All lines holding the word "escaped" are to be copied from the records beneath.
|---|
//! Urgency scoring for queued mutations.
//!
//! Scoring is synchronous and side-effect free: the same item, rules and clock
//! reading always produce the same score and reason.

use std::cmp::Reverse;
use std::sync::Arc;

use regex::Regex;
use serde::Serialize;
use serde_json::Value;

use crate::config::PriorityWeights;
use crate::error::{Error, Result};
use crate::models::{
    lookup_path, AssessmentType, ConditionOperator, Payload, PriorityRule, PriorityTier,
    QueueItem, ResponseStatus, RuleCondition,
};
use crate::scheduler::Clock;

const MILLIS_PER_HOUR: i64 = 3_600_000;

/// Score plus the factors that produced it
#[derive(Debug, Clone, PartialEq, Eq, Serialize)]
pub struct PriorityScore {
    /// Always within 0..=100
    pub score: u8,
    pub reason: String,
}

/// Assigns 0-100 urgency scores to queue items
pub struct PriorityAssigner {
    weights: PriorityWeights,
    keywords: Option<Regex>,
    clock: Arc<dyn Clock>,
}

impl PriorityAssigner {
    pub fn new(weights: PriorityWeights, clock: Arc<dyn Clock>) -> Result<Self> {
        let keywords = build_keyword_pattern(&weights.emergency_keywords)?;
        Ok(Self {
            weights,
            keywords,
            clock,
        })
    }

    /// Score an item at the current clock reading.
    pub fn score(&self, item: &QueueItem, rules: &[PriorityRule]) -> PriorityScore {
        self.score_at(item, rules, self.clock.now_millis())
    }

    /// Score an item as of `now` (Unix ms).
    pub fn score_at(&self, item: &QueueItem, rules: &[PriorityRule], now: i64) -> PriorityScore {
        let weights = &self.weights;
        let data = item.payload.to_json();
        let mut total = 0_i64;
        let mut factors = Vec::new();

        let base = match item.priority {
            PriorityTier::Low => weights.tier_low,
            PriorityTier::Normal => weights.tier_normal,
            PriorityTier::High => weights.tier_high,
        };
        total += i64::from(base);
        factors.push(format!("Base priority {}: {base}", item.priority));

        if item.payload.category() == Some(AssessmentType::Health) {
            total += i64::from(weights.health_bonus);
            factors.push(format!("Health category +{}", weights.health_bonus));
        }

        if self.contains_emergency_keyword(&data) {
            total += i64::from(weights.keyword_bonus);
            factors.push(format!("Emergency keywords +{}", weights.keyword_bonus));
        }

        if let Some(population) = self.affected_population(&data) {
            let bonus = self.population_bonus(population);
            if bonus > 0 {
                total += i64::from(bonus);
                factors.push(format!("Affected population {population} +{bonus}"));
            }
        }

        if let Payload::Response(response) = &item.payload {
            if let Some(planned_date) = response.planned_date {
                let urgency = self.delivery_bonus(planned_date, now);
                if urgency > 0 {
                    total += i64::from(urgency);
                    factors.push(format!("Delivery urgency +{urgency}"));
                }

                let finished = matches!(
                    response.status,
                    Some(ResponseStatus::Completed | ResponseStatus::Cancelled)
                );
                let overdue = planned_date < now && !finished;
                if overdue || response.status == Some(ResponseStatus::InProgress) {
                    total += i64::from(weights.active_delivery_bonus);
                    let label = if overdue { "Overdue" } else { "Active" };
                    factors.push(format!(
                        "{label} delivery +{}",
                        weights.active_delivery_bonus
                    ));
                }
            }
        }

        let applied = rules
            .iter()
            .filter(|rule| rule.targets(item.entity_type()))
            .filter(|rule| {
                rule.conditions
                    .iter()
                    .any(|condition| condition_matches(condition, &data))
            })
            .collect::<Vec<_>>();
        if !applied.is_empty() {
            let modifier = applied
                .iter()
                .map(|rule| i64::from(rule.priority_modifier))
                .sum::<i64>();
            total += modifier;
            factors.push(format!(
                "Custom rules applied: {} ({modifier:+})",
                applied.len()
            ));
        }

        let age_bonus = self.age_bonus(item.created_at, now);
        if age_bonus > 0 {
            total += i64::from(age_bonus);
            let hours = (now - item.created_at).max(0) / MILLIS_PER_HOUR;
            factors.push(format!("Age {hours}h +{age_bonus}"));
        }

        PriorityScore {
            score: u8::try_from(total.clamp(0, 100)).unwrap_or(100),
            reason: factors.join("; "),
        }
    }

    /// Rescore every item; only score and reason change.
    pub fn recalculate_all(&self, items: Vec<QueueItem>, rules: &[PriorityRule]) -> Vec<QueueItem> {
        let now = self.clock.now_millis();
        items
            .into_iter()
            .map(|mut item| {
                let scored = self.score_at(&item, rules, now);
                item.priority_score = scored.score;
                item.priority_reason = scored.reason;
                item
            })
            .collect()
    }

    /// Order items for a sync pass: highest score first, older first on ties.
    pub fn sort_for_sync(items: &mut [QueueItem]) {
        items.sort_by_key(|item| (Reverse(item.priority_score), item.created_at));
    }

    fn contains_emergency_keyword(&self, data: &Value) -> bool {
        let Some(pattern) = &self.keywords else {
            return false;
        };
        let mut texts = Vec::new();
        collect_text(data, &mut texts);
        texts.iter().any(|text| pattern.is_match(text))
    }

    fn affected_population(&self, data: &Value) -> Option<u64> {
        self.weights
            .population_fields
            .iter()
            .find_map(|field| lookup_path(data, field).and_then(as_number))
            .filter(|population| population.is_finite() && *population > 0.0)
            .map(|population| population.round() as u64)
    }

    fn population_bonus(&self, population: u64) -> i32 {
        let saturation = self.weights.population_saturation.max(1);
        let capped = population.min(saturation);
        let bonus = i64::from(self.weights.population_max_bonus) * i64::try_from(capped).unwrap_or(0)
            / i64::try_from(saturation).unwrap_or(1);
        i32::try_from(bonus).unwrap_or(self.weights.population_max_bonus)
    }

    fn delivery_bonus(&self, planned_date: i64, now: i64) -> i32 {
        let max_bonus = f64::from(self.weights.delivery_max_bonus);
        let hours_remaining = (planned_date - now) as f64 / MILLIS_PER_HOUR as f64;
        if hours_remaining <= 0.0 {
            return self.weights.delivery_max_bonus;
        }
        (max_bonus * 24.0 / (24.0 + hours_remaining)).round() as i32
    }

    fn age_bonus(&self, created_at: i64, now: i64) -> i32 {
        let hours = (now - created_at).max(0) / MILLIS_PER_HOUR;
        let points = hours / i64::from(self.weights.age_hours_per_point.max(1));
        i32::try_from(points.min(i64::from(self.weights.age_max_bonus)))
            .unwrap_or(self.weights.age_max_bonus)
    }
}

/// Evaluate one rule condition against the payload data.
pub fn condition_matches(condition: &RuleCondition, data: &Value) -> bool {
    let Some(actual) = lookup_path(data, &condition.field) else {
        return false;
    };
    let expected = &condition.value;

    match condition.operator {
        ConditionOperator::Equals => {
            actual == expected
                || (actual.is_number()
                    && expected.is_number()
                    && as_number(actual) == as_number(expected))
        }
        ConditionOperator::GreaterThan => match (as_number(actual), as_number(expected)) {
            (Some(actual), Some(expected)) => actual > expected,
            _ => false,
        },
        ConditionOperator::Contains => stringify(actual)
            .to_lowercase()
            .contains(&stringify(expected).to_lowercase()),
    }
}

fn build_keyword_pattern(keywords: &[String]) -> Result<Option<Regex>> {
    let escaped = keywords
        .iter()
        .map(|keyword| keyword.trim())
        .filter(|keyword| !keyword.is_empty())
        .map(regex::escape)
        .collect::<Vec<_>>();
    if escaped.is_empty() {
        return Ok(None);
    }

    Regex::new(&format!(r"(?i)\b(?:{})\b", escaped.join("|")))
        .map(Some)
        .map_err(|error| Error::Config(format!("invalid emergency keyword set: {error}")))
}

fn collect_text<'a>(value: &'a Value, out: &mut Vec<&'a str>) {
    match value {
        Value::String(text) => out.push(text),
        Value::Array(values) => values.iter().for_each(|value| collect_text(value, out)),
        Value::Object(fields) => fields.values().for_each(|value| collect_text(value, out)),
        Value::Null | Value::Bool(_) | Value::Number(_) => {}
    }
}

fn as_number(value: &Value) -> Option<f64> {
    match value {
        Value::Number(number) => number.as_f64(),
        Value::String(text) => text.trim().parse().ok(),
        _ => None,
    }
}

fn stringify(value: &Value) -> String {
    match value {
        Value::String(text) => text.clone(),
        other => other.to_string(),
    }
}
|---|
EXERCISE SOLUTION:
    let escaped = keywords
    if escaped.is_empty() {
    Regex::new(&format!(r"(?i)\b(?:{})\b", escaped.join("|")))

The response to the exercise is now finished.